|Kaspar, Thomas - Tom|
|Karlen, Douglas - Doug|
Submitted to: Agricultural Systems
Publication Type: Peer reviewed journal
Publication Acceptance Date: 5/24/1999
Publication Date: N/A
Citation: Paz, J.O., Batchelor, W.D., Babcock, B.A., Colvin, T.S., Logsdon, S.D., Kaspar, T.C., Karlen, D.L. 1999. Model-based technique to determine variable rate nitrogen for corn. Agricultural Systems. 61:69-75. Interpretive Summary: One of the primary goals of precision farming is to maximize profit for corn production. We have measured a great deal of corn yield variability across fields. It appears that it would be a good idea to vary the application rate of nitrogen fertilizer across the field to optimize yield and net return. Models have been developed that can predict the growth of corn in response to weather and the application of nitrogen. One of the models named CERES-Maize was used to try to identify the proper amount of nitrogen to apply on 224 locations within a 40-acre field. We have measured yields at these 224 locations for 10 years and used this information along with the historical weather record to calibrate and test the model. The model was able to explain about 57% of the yield variability over 3 test years. The best rate of nitrogen fertilization varied from less than 60 to more than 180 pounds per acre on individual locations if the goal was to have maximum net return for the whole field. Farmers can use this information to alter their management practices to maximize their yield and profit.

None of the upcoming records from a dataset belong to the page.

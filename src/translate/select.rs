//! Channel selection algebra
//!
//! Register references carry one select code per vector component. These
//! helpers turn the four codes into destination write masks and source
//! swizzle text. Constant-forcing codes never map to a channel letter and
//! are rejected wherever one is required.

use crate::error::{Result, TranslationError};
use crate::microcode::SelectCode;

/// Destination component letters in hardware order
const CHANNELS: [char; 4] = ['x', 'y', 'z', 'w'];

/// Collapse masked-out components from a four-select destination
///
/// Returns the channel mask naming the written destination components in
/// xyzw order and the number of active selects. Active selects are
/// compacted to the front of `sels` so a subsequent swizzle build reads
/// exactly the first `count` entries. A count of zero means the caller
/// emits nothing.
pub fn condense_selections(sels: &mut [SelectCode; 4]) -> (String, usize) {
    let mut mask = String::new();
    let mut count = 0;

    for i in 0..4 {
        if sels[i] != SelectCode::Mask {
            sels[count] = sels[i];
            mask.push(CHANNELS[i]);
            count += 1;
        }
    }

    (mask, count)
}

/// Map a select code to its channel letter
pub fn select_channel(sel: SelectCode) -> Result<char> {
    match sel {
        SelectCode::X => Ok('x'),
        SelectCode::Y => Ok('y'),
        SelectCode::Z => Ok('z'),
        SelectCode::W => Ok('w'),
        other => Err(TranslationError::Unsupported(format!(
            "select code {:?} in swizzle",
            other
        ))),
    }
}

/// Append `source` followed by a swizzle of the first `count` selects
///
/// Builds a valid swizzle of length 1-4.
pub fn write_select_vector(
    out: &mut String,
    source: &str,
    sels: &[SelectCode; 4],
    count: usize,
) -> Result<()> {
    out.push_str(source);
    out.push('.');

    for &sel in sels.iter().take(count) {
        out.push(select_channel(sel)?);
    }

    Ok(())
}

#[cfg(test)]
mod tests {
    use super::*;

    #[test]
    fn test_condense_full() {
        let mut sels = [SelectCode::X, SelectCode::Y, SelectCode::Z, SelectCode::W];
        let (mask, count) = condense_selections(&mut sels);
        assert_eq!(mask, "xyzw");
        assert_eq!(count, 4);
    }

    #[test]
    fn test_condense_leading_pair() {
        let mut sels = [
            SelectCode::X,
            SelectCode::Y,
            SelectCode::Mask,
            SelectCode::Mask,
        ];
        let (mask, count) = condense_selections(&mut sels);
        assert_eq!(mask, "xy");
        assert_eq!(count, 2);
        assert_eq!(sels[0], SelectCode::X);
        assert_eq!(sels[1], SelectCode::Y);
    }

    #[test]
    fn test_condense_compacts_trailing_pair() {
        let mut sels = [
            SelectCode::Mask,
            SelectCode::Mask,
            SelectCode::X,
            SelectCode::Y,
        ];
        let (mask, count) = condense_selections(&mut sels);
        assert_eq!(mask, "zw");
        assert_eq!(count, 2);
        // Active selects shifted down for the swizzle build
        assert_eq!(sels[0], SelectCode::X);
        assert_eq!(sels[1], SelectCode::Y);
    }

    #[test]
    fn test_condense_all_masked() {
        let mut sels = [SelectCode::Mask; 4];
        let (mask, count) = condense_selections(&mut sels);
        assert_eq!(mask, "");
        assert_eq!(count, 0);
    }

    #[test]
    fn test_select_channel_letters() {
        assert_eq!(select_channel(SelectCode::X).unwrap(), 'x');
        assert_eq!(select_channel(SelectCode::Y).unwrap(), 'y');
        assert_eq!(select_channel(SelectCode::Z).unwrap(), 'z');
        assert_eq!(select_channel(SelectCode::W).unwrap(), 'w');
    }

    #[test]
    fn test_select_channel_rejects_constants() {
        for sel in [SelectCode::Zero, SelectCode::One, SelectCode::Reserved] {
            let err = select_channel(sel).unwrap_err();
            assert!(matches!(err, TranslationError::Unsupported(_)));
        }
    }

    #[test]
    fn test_write_select_vector_truncates() {
        let mut out = String::new();
        let sels = [SelectCode::X, SelectCode::Y, SelectCode::Z, SelectCode::W];
        write_select_vector(&mut out, "R4", &sels, 2).unwrap();
        assert_eq!(out, "R4.xy");
    }

    #[test]
    fn test_write_select_vector_full() {
        let mut out = String::new();
        let sels = [SelectCode::W, SelectCode::Z, SelectCode::Y, SelectCode::X];
        write_select_vector(&mut out, "texTmp", &sels, 4).unwrap();
        assert_eq!(out, "texTmp.wzyx");
    }
}
//! Per-shader translation state
//!
//! One [`State`] exists per shader-translation invocation. Handlers only
//! ever append to its output buffer, so emitted statements preserve
//! instruction order.

use bitflags::bitflags;

use crate::sampler::{SamplerType, MAX_SAMPLERS};

bitflags! {
    /// Shader stage flags
    #[derive(Debug, Clone, Copy, PartialEq, Eq)]
    pub struct ShaderStage: u8 {
        const VERTEX = 0x01;
        const GEOMETRY = 0x02;
        const PIXEL = 0x04;
    }
}

/// Shader metadata accumulated during one translation
///
/// Owned by exactly one in-flight translation; the resource binder reads
/// `sampler_used` afterwards to decide which descriptor slots to bind.
#[derive(Debug, Clone)]
pub struct Shader {
    pub stage: ShaderStage,
    /// Sampler kind bound to each slot, set by the caller from resource
    /// state before translation
    pub samplers: [SamplerType; MAX_SAMPLERS],
    /// Slots referenced by translated code
    pub sampler_used: [bool; MAX_SAMPLERS],
}

impl Shader {
    pub fn new(stage: ShaderStage) -> Self {
        Self {
            stage,
            samplers: [SamplerType::Invalid; MAX_SAMPLERS],
            sampler_used: [false; MAX_SAMPLERS],
        }
    }
}

/// Mutable context threaded through every handler during one translation
pub struct State<'a> {
    /// Output GLSL text
    pub out: String,
    /// Current indentation, two spaces per nesting level
    indent: String,
    /// Control-flow program counter, maintained by the stream walker
    pub cf_pc: u32,
    /// Instruction-group counter within the current clause
    pub group_pc: u32,
    /// Attached metadata record; `None` during analysis-only passes
    pub shader: Option<&'a mut Shader>,
}

impl<'a> State<'a> {
    /// Create a translation state
    ///
    /// Pass `None` for an analysis-only pass with no metadata record; the
    /// handlers then fall back to permissive defaults where resource
    /// bindings would be consulted.
    pub fn new(shader: Option<&'a mut Shader>) -> Self {
        Self {
            out: String::new(),
            indent: String::new(),
            cf_pc: 0,
            group_pc: 0,
            shader,
        }
    }

    /// Begin an output line at the current indentation
    pub fn line_start(&mut self) {
        self.out.push_str(&self.indent);
    }

    /// Terminate the current output line
    pub fn line_end(&mut self) {
        self.out.push('\n');
    }

    pub fn increase_indent(&mut self) {
        self.indent.push_str("  ");
    }

    pub fn decrease_indent(&mut self) {
        let len = self.indent.len().saturating_sub(2);
        self.indent.truncate(len);
    }

    /// Record that translated code references sampler slot `id`
    ///
    /// No-op when no metadata record is attached. `id` must already be
    /// validated against [`MAX_SAMPLERS`].
    pub fn register_sampler(&mut self, id: u32) {
        if let Some(shader) = &mut self.shader {
            shader.sampler_used[id as usize] = true;
        }
    }
}

/// Name of a general-purpose register reference
///
/// Relative references index through the loop register AL.
pub fn register_name(gpr: u32, rel: bool) -> String {
    if rel {
        format!("R[AL + {}]", gpr)
    } else {
        format!("R{}", gpr)
    }
}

Technical Abstract: Past efforts to correlate yield from small field plots to soil type, elevation, fertility, and other factors have been only partially successful for characterizing spatial variability in corn (Zea mays L.) yield. Furthermore, methods to determine optimum nitrogen rate in grids across fields depend upon the ability to accurately predict yield variability and corn response to nitrogen. In this paper, we developed a technique to use the CERES-Maize crop growth model to characterize corn yield variability. The model was calibrated using 3 years of data from 224 grids in a 16 ha field near Boone, IA. The model gave excellent predictions of yield trends along transects in the field, explaining approximately 57% of the yield variability. Once the model was calibrated for each grid cell, optimum nitrogen rate to maximize net return was computed for each location using 22 years of historical weather data. Results show high spatial distribution of optimum nitrogen fertilizer prescriptions for grids across the field. Grid-level nitrogen fertilizer management used lower amounts of fertilizer, produced higher yields, and was more profitable than either transect- or field-level (single rate) fertilizer application.